EXERCISE AIM: Please copy out the entries below exactly, beginning with the line that contains "F-score bands: average" and ending with the line that contains "if self.projection_years == 0", and include nothing outside that span.

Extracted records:
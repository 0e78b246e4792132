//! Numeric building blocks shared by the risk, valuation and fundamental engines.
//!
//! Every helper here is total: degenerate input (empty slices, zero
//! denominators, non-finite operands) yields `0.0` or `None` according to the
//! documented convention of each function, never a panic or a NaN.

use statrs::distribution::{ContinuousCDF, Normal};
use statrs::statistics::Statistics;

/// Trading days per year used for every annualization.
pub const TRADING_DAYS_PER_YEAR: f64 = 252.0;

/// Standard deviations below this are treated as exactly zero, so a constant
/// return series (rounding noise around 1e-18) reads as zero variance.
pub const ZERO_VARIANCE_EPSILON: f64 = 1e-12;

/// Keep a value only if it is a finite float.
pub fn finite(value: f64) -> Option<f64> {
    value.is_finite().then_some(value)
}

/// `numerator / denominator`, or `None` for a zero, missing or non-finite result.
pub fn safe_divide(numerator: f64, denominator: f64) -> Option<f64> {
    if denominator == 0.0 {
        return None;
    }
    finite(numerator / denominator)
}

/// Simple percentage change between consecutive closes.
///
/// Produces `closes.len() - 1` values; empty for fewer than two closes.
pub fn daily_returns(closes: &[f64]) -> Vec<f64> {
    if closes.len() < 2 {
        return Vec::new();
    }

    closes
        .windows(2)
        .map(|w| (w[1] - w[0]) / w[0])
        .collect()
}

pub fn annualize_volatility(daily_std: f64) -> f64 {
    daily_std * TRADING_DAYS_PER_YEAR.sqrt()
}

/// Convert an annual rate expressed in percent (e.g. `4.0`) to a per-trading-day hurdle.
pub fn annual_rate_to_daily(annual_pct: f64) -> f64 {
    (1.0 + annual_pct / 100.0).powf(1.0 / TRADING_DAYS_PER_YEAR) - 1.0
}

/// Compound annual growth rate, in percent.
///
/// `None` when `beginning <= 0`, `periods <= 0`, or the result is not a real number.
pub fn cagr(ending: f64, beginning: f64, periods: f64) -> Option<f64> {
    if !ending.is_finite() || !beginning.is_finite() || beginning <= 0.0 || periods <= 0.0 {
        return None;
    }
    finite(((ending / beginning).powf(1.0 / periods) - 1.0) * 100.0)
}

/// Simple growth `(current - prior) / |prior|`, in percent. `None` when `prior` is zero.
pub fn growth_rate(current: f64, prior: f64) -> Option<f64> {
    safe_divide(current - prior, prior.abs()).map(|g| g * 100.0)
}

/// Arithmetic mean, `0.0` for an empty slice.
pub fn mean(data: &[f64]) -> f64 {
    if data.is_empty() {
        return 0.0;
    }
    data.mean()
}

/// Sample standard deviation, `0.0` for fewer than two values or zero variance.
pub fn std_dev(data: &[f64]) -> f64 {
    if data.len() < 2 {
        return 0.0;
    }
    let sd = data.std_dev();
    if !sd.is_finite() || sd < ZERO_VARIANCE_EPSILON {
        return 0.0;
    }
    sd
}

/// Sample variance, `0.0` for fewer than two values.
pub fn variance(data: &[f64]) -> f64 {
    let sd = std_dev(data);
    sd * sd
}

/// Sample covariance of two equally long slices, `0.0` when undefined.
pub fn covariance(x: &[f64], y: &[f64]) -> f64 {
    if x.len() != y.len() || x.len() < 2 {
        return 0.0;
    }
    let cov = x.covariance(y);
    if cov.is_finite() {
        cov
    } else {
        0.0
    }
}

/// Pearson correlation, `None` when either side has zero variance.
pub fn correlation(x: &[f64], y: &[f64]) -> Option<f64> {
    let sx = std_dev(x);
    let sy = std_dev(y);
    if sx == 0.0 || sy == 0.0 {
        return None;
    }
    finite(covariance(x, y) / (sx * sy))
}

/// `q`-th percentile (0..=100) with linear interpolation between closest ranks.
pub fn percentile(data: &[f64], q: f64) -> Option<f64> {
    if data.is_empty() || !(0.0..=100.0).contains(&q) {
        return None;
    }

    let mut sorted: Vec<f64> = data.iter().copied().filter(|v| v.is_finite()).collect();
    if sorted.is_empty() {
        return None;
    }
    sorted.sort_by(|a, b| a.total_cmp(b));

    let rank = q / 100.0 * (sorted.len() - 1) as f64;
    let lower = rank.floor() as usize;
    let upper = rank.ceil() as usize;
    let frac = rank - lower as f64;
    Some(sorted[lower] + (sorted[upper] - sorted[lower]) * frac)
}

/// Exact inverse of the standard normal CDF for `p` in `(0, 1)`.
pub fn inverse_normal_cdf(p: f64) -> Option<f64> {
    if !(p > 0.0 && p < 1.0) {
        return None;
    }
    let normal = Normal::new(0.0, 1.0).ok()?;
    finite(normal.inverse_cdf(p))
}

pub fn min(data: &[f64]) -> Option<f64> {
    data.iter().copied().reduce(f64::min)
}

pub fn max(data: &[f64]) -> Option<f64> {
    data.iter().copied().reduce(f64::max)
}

...

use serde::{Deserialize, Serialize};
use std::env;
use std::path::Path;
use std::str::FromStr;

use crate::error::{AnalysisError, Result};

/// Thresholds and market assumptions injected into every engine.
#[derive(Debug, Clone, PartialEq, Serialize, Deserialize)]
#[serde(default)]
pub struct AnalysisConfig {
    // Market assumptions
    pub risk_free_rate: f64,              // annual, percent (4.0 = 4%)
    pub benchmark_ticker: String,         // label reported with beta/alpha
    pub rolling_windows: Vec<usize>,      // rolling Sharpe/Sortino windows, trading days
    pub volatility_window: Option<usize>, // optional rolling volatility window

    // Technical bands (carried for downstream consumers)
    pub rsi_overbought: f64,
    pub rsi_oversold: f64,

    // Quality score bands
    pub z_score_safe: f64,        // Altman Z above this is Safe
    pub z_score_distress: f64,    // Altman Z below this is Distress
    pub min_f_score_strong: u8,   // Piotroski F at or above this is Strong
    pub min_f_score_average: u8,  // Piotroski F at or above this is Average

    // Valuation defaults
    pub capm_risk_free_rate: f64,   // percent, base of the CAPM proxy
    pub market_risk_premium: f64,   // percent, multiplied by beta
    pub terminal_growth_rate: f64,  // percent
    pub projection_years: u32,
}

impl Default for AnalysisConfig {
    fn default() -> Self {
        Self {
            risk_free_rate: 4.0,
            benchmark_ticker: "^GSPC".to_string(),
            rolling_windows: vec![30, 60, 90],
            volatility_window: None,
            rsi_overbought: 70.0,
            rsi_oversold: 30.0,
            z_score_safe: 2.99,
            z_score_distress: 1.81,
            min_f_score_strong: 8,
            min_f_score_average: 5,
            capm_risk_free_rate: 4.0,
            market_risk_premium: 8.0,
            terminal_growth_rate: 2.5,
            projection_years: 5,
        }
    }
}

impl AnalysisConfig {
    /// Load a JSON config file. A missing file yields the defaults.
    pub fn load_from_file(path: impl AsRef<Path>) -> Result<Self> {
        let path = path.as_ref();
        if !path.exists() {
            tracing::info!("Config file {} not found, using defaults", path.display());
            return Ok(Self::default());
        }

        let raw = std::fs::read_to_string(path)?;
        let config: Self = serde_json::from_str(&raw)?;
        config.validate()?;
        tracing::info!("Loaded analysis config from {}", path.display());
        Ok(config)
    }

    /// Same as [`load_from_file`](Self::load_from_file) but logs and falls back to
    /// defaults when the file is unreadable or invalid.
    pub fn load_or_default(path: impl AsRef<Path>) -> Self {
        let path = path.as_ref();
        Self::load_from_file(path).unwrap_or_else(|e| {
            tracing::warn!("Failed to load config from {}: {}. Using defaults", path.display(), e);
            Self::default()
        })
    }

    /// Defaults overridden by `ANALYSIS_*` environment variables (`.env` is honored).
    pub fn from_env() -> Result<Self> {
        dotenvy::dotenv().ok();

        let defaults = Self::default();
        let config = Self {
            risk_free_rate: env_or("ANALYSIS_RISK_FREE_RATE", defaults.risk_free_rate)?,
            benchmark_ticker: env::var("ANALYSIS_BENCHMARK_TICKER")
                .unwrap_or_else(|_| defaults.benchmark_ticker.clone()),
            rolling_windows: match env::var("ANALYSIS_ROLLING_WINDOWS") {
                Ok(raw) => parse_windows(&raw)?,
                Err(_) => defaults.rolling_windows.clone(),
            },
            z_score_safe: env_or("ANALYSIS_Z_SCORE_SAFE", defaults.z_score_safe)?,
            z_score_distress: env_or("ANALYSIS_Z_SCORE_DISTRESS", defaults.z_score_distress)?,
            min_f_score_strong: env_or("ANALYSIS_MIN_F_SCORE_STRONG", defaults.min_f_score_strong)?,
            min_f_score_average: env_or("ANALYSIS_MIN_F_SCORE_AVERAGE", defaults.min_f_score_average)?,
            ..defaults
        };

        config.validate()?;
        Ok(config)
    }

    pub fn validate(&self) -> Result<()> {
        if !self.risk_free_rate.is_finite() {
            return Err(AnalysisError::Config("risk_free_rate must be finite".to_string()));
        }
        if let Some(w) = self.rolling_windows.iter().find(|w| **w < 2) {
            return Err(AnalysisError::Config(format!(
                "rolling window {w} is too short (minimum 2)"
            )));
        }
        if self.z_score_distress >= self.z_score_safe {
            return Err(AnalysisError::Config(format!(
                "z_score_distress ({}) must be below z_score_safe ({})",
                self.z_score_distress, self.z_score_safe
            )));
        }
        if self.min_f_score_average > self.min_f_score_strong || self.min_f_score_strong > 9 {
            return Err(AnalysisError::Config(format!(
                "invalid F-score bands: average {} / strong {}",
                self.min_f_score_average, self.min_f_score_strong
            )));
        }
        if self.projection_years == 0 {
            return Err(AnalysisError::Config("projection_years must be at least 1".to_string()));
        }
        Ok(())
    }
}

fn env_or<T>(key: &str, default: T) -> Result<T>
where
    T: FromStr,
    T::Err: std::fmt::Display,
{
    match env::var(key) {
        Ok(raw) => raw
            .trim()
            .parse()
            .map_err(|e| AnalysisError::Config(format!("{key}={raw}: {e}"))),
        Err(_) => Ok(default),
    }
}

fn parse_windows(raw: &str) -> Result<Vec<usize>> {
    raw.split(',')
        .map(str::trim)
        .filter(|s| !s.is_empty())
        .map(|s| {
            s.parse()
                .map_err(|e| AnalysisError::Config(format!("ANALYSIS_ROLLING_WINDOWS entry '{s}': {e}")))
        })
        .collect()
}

REPLY:
                "invalid F-score bands: average {} / strong {}",
                self.min_f_score_average, self.min_f_score_strong
            )));
        }
        if self.projection_years == 0 {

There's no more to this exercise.